The village of Sololo, Papua New Guinea just after sunrise.

Most adults in the Milne Bay area (where our Papua New Guinea partners are based) receive schooling up to grade 8, primary level education. Limited access to schooling has implications on not just lives and livelihoods but on the health of rainforest and the planet as a whole. Rainforest conservation starts with people and in this instance, it starts with people in classrooms.

Not just a walk to school, an expedition.

Most schools are miles away from the village of Sololo. Some children leave their homes to stay with friends or family to make attending school possible. This is expensive and challenging for children and their families. Add the annual costs of a lengthy reading list and uniform, and soon enough, education becomes quickly out of reach for many. These geographic and financial strains are why, in adults especially, there is a need for more educational support to bolster the skills people already have.

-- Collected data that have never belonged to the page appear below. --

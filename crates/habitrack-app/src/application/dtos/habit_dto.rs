use serde::{Deserialize, Serialize};

use habitrack_domain::completion::HabitCompletion;
use habitrack_domain::habit::Habit;

#[derive(Debug, Clone, PartialEq, Serialize, Deserialize)]
pub struct HabitDto {
    pub id: String,
    pub title: String,
    pub description: String,
    pub frequency: String,
    /// Cached counter stored on the habit; may lag behind the completion log
    pub streak_count: u32,
    pub created_at: String,
    pub last_completed: String,
}

impl From<&Habit> for HabitDto {
    fn from(habit: &Habit) -> Self {
        Self {
            id: habit.id().to_string(),
            title: habit.title().to_string(),
            description: habit.description().to_string(),
            frequency: habit.frequency().to_string(),
            streak_count: habit.streak_count(),
            created_at: habit.created_at().to_rfc3339(),
            last_completed: habit.last_completed().to_rfc3339(),
        }
    }
}

#[derive(Debug, Clone, PartialEq, Serialize, Deserialize)]
pub struct CompletionDto {
    pub id: String,
    pub habit_id: String,
    pub completed_at: String,
}

impl From<&HabitCompletion> for CompletionDto {
    fn from(completion: &HabitCompletion) -> Self {
        Self {
            id: completion.id().to_string(),
            habit_id: completion.habit_id().to_string(),
            completed_at: completion.completed_at().to_rfc3339(),
        }
    }
}
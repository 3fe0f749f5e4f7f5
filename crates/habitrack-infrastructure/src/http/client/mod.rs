mod account;
mod documents;
mod query;
mod types;

pub use query::Query;
pub use types::{map_status, ErrorBody, PAGE_SIZE};

use reqwest::{header, Client, Method, RequestBuilder, Response};
use serde::de::DeserializeOwned;
use std::collections::HashMap;
use std::sync::{Arc, RwLock};
use tracing::{debug, warn};

use crate::config::BackendConfig;
use habitrack_domain::shared::DomainError;
use types::{HEADER_FALLBACK_COOKIES, HEADER_PROJECT, HEADER_RESPONSE_FORMAT, RESPONSE_FORMAT};

/// REST client of the hosted backend.
///
/// The session travels in the `X-Fallback-Cookies` header: the backend hands
/// it out on session creation and the client replays it on every request.
/// No request is ever retried.
pub struct AppwriteClient {
    pub(super) client: Client,
    pub(super) config: Arc<BackendConfig>,
    fallback_cookies: RwLock<Option<String>>,
}

impl AppwriteClient {
    pub fn new(config: Arc<BackendConfig>) -> anyhow::Result<Self> {
        let client = Client::builder()
            .user_agent(concat!("habitrack/", env!("CARGO_PKG_VERSION")))
            .build()
            .map_err(|e| anyhow::anyhow!("Failed to create HTTP client: {}", e))?;

        Ok(Self {
            client,
            config,
            fallback_cookies: RwLock::new(None),
        })
    }

    pub fn config(&self) -> &BackendConfig {
        &self.config
    }

    /// Raw session header text, for persisting between runs
    pub fn fallback_cookies(&self) -> Option<String> {
        self.fallback_cookies
            .read()
            .unwrap_or_else(|e| e.into_inner())
            .clone()
    }

    /// Restore a previously persisted session
    pub fn set_fallback_cookies(&self, cookies: Option<String>) {
        *self
            .fallback_cookies
            .write()
            .unwrap_or_else(|e| e.into_inner()) = cookies;
    }

    pub fn has_session(&self) -> bool {
        self.fallback_cookies().is_some()
    }

    /// Session secret extracted from the stored cookies, used by the realtime socket
    pub fn session_secret(&self) -> Option<String> {
        let raw = self.fallback_cookies()?;
        let cookies: HashMap<String, String> = serde_json::from_str(&raw).ok()?;
        cookies.get(&self.config.session_cookie_name()).cloned()
    }

    pub(super) fn request(&self, method: Method, path: &str) -> RequestBuilder {
        let url = format!("{}{}", self.config.endpoint, path);
        let mut request = self
            .client
            .request(method, url)
            .header(HEADER_PROJECT, &self.config.project_id)
            .header(HEADER_RESPONSE_FORMAT, RESPONSE_FORMAT)
            .header(header::ORIGIN, self.config.origin());

        if let Some(cookies) = self.fallback_cookies() {
            request = request.header(HEADER_FALLBACK_COOKIES, cookies);
        }

        request
    }

    /// Send and decode a JSON response body
    pub(super) async fn send_json<T: DeserializeOwned>(
        &self,
        operation: &str,
        request: RequestBuilder,
    ) -> Result<T, DomainError> {
        let response = self.send(operation, request).await?;
        response.json::<T>().await.map_err(|e| {
            DomainError::Deserialization(format!("{}: invalid response body: {}", operation, e))
        })
    }

    /// Send and discard the response body
    pub(super) async fn send_empty(
        &self,
        operation: &str,
        request: RequestBuilder,
    ) -> Result<(), DomainError> {
        self.send(operation, request).await.map(|_| ())
    }

    async fn send(&self, operation: &str, request: RequestBuilder) -> Result<Response, DomainError> {
        debug!(operation, "backend request");

        let response = request.send().await.map_err(|e| {
            warn!(operation, error = %e, "backend request failed");
            DomainError::Network(format!("{}: {}", operation, e))
        })?;

        if let Some(cookies) = response
            .headers()
            .get(HEADER_FALLBACK_COOKIES)
            .and_then(|v| v.to_str().ok())
        {
            self.set_fallback_cookies(Some(cookies.to_string()));
        }

        let status = response.status();
        if status.is_success() {
            return Ok(response);
        }

        let text = response.text().await.unwrap_or_default();
        let body: ErrorBody = serde_json::from_str(&text).unwrap_or_else(|_| ErrorBody {
            message: text.chars().take(200).collect(),
            ..ErrorBody::default()
        });

        warn!(
            operation,
            status = status.as_u16(),
            kind = %body.kind,
            "backend returned error: {}",
            body.message
        );

        Err(map_status(status, &body))
    }
}
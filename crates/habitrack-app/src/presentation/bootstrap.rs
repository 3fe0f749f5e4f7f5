use anyhow::Context;
use std::sync::Arc;
use std::time::Instant;
use tracing::info;

use crate::application::commands::handlers::*;
use crate::application::queries::{HabitQueries, StreakQueries};
use crate::application::services::AuthSession;
use crate::presentation::state::{
    AppState, CommandHandlers, Queries, Repositories, Runtime, Services,
};
use habitrack_domain::completion::CompletionRepository;
use habitrack_domain::events::EventBus;
use habitrack_domain::habit::HabitRepository;
use habitrack_domain::realtime::{Channel, RealtimeFeed};
use habitrack_domain::session::AuthGateway;
use habitrack_infrastructure::config::{BackendConfig, RealtimeConfig};
use habitrack_infrastructure::events::InMemoryEventBus;
use habitrack_infrastructure::http::AppwriteClient;
use habitrack_infrastructure::persistence::repositories::{
    AppwriteCompletionRepository, AppwriteHabitRepository,
};
use habitrack_infrastructure::persistence::SessionFileStore;
use habitrack_infrastructure::realtime::AppwriteRealtime;

/// Wire the application together and restore the stored session
pub async fn build_app_state(
    backend: BackendConfig,
    realtime: RealtimeConfig,
    session_store: SessionFileStore,
) -> anyhow::Result<AppState> {
    let startup_started_at = Instant::now();

    let backend = Arc::new(backend);
    let client = Arc::new(
        AppwriteClient::new(backend.clone()).context("Failed to create backend client")?,
    );

    if let Some(cookies) = session_store.load() {
        info!("Stored session found at {}", session_store.path().display());
        client.set_fallback_cookies(Some(cookies));
    }

    let event_bus = Arc::new(InMemoryEventBus::new());
    let dyn_event_bus = event_bus.clone() as Arc<dyn EventBus>;

    let habit_repo = Arc::new(AppwriteHabitRepository::new(client.clone())) as Arc<dyn HabitRepository>;
    let completion_repo = Arc::new(AppwriteCompletionRepository::new(client.clone()))
        as Arc<dyn CompletionRepository>;

    let auth = Arc::new(AuthSession::new(client.clone() as Arc<dyn AuthGateway>));
    auth.initialize().await;

    let command_handlers = CommandHandlers {
        create_habit: Arc::new(CreateHabitCommandHandler::new(
            habit_repo.clone(),
            dyn_event_bus.clone(),
        )),
        delete_habit: Arc::new(DeleteHabitCommandHandler::new(
            habit_repo.clone(),
            dyn_event_bus.clone(),
        )),
        complete_habit: Arc::new(CompleteHabitCommandHandler::new(
            habit_repo.clone(),
            completion_repo.clone(),
            dyn_event_bus,
        )),
    };

    let queries = Queries {
        habit: Arc::new(HabitQueries::new(habit_repo.clone(), completion_repo.clone())),
        streak: Arc::new(StreakQueries::new(habit_repo.clone(), completion_repo.clone())),
    };

    let runtime = Runtime {
        realtime: Arc::new(AppwriteRealtime::new(client.clone(), &realtime)) as Arc<dyn RealtimeFeed>,
        habits_channel: Channel::documents(&backend.database_id, &backend.habits_collection_id),
        completions_channel: Channel::documents(
            &backend.database_id,
            &backend.completions_collection_id,
        ),
        client,
        event_bus,
        session_store,
    };

    info!(
        "✓ Application state ready ({}ms)",
        startup_started_at.elapsed().as_millis()
    );

    Ok(AppState {
        runtime,
        repositories: Repositories {
            habit: habit_repo,
            completion: completion_repo,
        },
        services: Services { auth },
        queries,
        command_handlers,
    })
}
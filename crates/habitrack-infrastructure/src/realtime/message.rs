use serde::Deserialize;
use serde_json::{json, Value};

use habitrack_domain::realtime::RealtimeEvent;

/// Frame received from the realtime endpoint
#[derive(Debug, Clone, PartialEq)]
pub enum ServerMessage {
    Connected { channels: Vec<String> },
    Event(RealtimeEvent),
    Error { code: i64, message: String },
    Response { to: String, success: bool },
    Pong,
    Unknown(String),
}

#[derive(Debug, Deserialize)]
struct RawMessage {
    #[serde(rename = "type")]
    kind: String,
    #[serde(default)]
    data: Value,
}

#[derive(Debug, Deserialize)]
struct RawEvent {
    #[serde(default)]
    events: Vec<String>,
    #[serde(default)]
    channels: Vec<String>,
    #[serde(default)]
    timestamp: Option<Value>,
    #[serde(default)]
    payload: Value,
}

impl From<RawEvent> for RealtimeEvent {
    fn from(raw: RawEvent) -> Self {
        // older servers send epoch seconds, newer ones an ISO string
        let timestamp = match raw.timestamp {
            Some(Value::String(s)) => Some(s),
            Some(Value::Number(n)) => Some(n.to_string()),
            _ => None,
        };

        RealtimeEvent {
            events: raw.events,
            channels: raw.channels,
            timestamp,
            payload: raw.payload,
        }
    }
}

pub fn parse_server_message(text: &str) -> Result<ServerMessage, serde_json::Error> {
    let raw: RawMessage = serde_json::from_str(text)?;

    let message = match raw.kind.as_str() {
        "connected" => ServerMessage::Connected {
            channels: raw
                .data
                .get("channels")
                .and_then(Value::as_array)
                .map(|list| {
                    list.iter()
                        .filter_map(Value::as_str)
                        .map(str::to_string)
                        .collect()
                })
                .unwrap_or_default(),
        },
        "event" => ServerMessage::Event(serde_json::from_value::<RawEvent>(raw.data)?.into()),
        "error" => ServerMessage::Error {
            code: raw.data.get("code").and_then(Value::as_i64).unwrap_or_default(),
            message: raw
                .data
                .get("message")
                .and_then(Value::as_str)
                .unwrap_or("unknown realtime error")
                .to_string(),
        },
        "response" => ServerMessage::Response {
            to: raw
                .data
                .get("to")
                .and_then(Value::as_str)
                .unwrap_or_default()
                .to_string(),
            success: raw
                .data
                .get("success")
                .and_then(Value::as_bool)
                .unwrap_or(false),
        },
        "pong" => ServerMessage::Pong,
        other => ServerMessage::Unknown(other.to_string()),
    };

    Ok(message)
}

pub fn authentication_message(session_secret: &str) -> String {
    json!({
        "type": "authentication",
        "data": { "session": session_secret },
    })
    .to_string()
}

pub fn ping_message() -> String {
    json!({ "type": "ping" }).to_string()
}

“It’s not that people want to read a novel, people want to understand, to communicate confidently.”
– Ali Skeats, Programme Manager, Cool Earth.

Confidence; not Chaucer.

Answering this educational need doesn’t just impact reading and writing skills, but also confidence; especially in communication. Team a strong attitude with some maths skills and you (and your community) just got a whole lot more resilient. Logging companies coercing you into selling your trees? Not today.

Papuans asked, you delivered.

School is about so much more than reading and writing, it’s about building inner strength. The Education and Life Skills programme has been developed for this – funded by your donations.

Your cash employs specialist teachers, accommodation and offroad travel through dense rainforest and across rivers (two of them!). Your donations pay for translators (four languages are spoken in Sololo alone) and classroom assistants – making time spent teaching engaging and effective. This year even the classroom itself has had a revamp, complete with new benches and chairs. Stationary and books are provided as well as lunch – you can’t transform your future on an empty stomach, right?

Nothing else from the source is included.